• [PROMPT] Search the records below for the string "once" and report only the number of lines that contain it.

○ ○ ○

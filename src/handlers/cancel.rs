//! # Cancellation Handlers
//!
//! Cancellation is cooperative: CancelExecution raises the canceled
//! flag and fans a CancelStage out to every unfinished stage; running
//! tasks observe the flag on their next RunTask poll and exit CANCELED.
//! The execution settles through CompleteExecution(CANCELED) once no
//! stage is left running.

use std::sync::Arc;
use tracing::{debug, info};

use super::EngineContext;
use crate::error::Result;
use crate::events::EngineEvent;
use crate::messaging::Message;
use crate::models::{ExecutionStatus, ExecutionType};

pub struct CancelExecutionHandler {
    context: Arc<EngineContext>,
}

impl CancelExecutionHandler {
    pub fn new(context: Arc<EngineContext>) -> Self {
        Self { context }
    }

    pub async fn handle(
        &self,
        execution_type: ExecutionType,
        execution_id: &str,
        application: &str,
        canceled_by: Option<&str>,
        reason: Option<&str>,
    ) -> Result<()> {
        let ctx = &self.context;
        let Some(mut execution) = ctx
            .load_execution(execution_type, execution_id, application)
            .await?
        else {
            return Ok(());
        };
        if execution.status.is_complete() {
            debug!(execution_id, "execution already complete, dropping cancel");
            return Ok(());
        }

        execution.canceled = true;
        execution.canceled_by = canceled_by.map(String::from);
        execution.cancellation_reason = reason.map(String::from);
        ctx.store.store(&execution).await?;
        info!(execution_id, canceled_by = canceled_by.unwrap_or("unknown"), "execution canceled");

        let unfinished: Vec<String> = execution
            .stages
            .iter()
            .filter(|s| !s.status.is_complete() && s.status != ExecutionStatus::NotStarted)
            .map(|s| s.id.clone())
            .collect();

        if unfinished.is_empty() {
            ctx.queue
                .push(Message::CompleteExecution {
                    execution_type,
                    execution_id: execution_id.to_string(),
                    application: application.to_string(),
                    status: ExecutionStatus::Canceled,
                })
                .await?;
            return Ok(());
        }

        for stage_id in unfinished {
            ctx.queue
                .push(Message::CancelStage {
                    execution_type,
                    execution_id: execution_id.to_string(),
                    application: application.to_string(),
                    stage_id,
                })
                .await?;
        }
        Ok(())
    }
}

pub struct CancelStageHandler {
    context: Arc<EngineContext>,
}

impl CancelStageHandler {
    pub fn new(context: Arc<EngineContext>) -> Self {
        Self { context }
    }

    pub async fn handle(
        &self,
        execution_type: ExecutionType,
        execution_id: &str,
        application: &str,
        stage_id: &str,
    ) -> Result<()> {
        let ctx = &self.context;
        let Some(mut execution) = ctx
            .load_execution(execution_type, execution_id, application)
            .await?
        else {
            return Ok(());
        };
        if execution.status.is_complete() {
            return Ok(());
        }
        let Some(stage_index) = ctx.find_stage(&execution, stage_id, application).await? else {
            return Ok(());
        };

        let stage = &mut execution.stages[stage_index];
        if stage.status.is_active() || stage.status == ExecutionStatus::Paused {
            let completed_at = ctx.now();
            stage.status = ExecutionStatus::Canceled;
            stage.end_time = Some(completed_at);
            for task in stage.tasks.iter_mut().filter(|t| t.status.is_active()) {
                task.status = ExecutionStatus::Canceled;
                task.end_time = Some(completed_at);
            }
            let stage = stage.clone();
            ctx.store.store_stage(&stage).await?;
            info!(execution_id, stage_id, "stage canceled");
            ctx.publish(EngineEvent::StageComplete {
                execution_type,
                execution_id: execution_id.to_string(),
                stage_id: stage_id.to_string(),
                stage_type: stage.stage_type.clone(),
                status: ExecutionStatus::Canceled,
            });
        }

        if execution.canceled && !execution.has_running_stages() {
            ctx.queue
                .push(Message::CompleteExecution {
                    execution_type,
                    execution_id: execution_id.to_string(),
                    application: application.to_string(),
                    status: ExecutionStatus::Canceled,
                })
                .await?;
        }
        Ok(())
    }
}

○ ○ ○

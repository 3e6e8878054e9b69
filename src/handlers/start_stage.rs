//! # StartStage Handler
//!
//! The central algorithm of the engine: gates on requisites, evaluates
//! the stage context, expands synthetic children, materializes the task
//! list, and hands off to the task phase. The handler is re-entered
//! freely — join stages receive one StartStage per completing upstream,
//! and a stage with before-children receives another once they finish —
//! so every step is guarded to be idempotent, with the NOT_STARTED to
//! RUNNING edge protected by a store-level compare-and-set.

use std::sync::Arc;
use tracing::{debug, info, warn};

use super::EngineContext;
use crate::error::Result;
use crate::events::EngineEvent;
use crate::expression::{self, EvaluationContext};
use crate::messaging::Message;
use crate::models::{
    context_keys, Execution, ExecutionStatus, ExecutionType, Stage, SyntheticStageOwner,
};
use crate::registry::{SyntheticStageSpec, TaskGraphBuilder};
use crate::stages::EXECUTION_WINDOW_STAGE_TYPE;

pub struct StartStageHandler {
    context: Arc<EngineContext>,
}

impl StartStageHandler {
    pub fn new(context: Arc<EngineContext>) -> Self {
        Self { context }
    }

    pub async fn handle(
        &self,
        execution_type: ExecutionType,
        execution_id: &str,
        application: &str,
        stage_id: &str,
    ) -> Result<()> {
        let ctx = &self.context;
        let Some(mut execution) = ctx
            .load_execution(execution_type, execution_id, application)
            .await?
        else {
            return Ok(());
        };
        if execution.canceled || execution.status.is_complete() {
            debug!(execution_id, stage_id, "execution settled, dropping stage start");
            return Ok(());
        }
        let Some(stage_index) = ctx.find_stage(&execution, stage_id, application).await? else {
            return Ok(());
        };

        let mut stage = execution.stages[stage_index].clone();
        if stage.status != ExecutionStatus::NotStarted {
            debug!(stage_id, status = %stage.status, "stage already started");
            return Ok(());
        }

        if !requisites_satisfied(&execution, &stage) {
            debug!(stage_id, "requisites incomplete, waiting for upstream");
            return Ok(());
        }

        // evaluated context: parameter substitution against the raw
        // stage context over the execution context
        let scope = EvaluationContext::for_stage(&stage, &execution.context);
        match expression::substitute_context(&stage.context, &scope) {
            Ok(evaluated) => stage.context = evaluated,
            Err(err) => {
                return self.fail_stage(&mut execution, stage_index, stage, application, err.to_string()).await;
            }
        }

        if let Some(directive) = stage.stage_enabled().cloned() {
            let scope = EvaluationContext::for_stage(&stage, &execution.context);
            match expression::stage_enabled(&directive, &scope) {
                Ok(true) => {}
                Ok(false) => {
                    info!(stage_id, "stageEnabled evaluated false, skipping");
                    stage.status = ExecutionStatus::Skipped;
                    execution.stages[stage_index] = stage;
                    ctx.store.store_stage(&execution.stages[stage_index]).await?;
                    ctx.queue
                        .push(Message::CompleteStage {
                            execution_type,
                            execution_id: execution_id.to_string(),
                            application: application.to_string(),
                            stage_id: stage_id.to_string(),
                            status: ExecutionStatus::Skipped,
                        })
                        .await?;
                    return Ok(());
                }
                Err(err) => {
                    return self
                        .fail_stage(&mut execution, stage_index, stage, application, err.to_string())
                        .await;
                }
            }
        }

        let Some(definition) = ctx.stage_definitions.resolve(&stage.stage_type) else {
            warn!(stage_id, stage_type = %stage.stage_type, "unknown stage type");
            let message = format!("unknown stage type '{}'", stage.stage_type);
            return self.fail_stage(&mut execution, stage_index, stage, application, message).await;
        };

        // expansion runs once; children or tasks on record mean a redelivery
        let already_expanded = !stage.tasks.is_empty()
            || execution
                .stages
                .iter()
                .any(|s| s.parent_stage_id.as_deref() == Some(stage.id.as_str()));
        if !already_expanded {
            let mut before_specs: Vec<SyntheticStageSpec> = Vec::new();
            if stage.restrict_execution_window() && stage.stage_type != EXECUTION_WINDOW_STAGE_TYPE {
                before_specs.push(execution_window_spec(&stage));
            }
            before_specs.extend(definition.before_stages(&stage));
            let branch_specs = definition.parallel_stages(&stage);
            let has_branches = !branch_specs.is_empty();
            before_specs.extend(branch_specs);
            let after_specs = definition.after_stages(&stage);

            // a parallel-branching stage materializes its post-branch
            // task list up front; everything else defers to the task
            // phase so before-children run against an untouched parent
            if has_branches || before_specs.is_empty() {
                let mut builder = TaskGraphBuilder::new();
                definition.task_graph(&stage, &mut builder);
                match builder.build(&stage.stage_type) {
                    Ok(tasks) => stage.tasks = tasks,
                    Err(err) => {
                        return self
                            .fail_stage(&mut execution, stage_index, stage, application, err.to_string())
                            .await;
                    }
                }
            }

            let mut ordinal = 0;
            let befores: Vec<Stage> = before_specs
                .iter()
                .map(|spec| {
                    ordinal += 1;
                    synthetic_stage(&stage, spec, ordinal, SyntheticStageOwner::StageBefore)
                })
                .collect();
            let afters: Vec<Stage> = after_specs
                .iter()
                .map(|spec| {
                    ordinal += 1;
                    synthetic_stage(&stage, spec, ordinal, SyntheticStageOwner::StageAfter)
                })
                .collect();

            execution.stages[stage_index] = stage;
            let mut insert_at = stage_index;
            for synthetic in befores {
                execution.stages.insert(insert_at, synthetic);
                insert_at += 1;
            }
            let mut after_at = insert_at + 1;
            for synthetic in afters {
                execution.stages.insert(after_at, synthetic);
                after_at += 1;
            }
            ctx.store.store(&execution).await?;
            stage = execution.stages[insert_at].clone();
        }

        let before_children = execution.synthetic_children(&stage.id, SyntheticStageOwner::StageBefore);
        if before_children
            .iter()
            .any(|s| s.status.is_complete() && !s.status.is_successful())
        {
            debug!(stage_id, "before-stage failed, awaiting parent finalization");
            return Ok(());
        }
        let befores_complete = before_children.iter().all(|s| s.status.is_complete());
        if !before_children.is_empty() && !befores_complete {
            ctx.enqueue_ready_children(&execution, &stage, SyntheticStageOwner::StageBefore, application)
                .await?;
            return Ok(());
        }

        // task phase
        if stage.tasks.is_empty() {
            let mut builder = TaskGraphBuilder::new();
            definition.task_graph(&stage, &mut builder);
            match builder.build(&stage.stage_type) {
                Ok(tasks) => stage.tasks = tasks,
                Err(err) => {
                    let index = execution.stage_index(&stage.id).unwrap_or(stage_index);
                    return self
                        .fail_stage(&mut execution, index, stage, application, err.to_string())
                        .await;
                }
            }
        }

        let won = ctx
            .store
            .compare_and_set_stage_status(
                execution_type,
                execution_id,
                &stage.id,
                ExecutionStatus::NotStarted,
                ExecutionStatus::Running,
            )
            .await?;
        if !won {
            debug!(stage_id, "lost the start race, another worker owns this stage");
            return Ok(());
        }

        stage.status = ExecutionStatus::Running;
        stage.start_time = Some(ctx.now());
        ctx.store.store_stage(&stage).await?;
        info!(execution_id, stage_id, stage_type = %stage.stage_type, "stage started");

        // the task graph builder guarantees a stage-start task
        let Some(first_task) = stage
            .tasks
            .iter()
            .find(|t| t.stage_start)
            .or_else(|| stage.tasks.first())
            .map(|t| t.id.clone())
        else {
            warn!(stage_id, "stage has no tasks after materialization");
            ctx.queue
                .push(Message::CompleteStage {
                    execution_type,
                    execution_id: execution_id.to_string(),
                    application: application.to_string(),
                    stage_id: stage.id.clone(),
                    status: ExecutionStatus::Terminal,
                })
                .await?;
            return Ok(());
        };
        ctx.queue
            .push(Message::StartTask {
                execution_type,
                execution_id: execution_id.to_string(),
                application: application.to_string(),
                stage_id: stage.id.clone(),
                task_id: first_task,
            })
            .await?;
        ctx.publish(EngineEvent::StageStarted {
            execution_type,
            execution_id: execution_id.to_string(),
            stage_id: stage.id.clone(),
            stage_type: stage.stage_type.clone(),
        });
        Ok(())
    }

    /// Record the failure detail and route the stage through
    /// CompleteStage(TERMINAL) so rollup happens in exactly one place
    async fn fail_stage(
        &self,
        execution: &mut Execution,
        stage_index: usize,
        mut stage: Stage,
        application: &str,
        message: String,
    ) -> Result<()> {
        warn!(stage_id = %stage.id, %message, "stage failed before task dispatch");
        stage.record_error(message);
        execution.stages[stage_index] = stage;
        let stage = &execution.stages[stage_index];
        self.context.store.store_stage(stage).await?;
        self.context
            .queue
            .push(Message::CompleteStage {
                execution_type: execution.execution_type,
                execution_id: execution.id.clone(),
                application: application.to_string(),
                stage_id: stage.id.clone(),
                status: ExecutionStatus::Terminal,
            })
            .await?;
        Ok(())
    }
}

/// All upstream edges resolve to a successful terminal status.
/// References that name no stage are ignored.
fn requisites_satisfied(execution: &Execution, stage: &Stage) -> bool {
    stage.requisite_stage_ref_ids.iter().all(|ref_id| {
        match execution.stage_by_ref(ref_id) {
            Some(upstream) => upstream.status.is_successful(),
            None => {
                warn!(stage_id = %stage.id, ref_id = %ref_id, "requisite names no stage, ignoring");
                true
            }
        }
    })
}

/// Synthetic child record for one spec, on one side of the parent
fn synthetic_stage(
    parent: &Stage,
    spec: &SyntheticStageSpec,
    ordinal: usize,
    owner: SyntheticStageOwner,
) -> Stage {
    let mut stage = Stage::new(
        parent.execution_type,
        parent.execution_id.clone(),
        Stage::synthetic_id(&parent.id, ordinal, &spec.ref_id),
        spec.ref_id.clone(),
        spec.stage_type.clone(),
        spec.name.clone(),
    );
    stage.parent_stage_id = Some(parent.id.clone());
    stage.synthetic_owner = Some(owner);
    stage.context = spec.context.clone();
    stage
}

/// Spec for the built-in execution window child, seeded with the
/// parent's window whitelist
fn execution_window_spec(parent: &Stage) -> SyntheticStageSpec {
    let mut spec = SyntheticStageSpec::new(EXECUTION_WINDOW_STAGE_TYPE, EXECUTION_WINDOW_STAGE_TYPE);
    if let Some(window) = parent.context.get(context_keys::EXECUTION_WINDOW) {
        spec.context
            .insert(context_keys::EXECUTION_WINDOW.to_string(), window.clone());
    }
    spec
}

○ ○ ○

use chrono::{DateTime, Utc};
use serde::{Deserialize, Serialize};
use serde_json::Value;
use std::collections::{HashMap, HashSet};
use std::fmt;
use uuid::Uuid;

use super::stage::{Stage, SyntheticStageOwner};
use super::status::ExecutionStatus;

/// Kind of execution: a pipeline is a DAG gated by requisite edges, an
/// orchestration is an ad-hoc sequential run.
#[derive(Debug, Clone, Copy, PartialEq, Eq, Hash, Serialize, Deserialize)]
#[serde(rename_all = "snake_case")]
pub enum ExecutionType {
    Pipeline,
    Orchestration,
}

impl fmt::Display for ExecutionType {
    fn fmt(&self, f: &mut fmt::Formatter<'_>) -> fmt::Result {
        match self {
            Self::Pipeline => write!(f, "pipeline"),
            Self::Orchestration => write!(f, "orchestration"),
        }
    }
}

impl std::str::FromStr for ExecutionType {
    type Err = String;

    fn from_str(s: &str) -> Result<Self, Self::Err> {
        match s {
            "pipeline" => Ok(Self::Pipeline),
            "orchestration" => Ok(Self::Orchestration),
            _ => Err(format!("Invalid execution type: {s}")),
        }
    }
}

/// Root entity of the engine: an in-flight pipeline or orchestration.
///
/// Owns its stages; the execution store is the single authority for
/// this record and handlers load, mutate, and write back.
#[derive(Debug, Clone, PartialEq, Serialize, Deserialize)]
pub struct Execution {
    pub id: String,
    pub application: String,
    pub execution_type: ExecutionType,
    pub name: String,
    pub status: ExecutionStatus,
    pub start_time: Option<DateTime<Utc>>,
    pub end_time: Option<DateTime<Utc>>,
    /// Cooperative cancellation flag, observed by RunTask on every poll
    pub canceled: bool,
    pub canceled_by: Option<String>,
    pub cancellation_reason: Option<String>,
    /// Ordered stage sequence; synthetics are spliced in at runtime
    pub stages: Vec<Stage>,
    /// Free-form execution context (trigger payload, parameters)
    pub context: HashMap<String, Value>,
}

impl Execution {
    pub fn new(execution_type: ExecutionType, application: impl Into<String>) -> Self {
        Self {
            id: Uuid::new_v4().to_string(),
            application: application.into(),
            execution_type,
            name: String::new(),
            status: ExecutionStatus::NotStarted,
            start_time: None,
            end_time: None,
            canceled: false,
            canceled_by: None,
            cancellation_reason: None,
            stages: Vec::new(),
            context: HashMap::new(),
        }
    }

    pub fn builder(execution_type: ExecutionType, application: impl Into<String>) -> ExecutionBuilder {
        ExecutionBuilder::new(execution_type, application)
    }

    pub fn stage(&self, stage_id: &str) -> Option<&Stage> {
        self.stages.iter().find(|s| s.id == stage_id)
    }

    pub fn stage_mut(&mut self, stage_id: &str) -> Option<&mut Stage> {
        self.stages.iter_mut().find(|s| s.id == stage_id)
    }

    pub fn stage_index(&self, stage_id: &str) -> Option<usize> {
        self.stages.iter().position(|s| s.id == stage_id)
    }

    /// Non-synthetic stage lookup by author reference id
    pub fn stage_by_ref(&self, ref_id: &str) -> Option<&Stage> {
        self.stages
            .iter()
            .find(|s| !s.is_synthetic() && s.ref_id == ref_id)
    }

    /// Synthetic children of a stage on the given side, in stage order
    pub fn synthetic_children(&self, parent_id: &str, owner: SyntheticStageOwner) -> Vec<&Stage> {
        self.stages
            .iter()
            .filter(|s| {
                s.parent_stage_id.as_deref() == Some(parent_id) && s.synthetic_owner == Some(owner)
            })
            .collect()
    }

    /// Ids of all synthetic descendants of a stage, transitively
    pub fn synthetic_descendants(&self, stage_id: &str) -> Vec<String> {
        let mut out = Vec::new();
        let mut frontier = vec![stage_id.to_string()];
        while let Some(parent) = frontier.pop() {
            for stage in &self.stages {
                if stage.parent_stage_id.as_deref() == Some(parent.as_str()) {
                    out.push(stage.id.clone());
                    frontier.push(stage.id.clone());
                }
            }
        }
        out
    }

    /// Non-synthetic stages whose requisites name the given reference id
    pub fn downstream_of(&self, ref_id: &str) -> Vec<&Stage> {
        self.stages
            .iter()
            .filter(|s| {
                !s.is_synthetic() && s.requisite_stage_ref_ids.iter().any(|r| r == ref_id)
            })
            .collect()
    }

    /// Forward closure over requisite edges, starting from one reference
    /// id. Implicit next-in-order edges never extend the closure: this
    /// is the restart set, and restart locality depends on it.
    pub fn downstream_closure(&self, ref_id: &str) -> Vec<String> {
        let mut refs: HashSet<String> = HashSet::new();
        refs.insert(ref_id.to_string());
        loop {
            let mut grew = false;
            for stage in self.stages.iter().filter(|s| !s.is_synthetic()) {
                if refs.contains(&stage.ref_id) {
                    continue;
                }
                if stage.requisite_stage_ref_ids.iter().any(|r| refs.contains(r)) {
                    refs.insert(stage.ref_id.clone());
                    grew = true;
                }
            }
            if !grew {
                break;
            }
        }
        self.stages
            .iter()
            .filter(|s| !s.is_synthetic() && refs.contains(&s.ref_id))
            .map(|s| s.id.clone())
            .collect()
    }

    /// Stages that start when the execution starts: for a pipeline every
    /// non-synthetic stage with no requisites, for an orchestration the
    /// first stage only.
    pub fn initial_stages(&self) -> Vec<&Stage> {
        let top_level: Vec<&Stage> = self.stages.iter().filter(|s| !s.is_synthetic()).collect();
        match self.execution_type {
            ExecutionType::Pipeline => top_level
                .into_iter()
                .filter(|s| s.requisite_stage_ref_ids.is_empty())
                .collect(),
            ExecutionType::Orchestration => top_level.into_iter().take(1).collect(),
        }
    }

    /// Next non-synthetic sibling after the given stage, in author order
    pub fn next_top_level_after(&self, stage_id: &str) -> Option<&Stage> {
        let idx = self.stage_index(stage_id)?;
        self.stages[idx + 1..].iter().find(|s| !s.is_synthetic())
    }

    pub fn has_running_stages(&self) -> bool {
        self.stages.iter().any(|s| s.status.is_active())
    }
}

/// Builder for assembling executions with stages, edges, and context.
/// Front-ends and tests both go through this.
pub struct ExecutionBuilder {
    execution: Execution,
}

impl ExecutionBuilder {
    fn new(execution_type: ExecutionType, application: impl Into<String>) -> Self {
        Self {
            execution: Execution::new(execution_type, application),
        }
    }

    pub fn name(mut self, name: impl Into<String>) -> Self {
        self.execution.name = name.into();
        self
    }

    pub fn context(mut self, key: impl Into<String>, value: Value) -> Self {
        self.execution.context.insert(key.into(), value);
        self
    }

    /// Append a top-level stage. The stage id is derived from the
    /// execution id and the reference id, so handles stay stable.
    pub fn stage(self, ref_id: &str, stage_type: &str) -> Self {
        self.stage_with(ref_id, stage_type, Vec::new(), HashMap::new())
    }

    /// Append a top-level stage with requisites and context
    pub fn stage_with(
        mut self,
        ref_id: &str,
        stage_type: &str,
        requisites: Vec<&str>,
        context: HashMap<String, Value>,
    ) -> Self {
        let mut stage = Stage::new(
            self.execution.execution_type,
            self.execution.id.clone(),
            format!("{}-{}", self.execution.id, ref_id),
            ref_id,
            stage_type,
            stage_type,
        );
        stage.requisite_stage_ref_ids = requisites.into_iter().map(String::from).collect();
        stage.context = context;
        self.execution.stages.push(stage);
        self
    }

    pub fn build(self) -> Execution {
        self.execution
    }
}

○ ○ ○

• [TASK RESULT] 3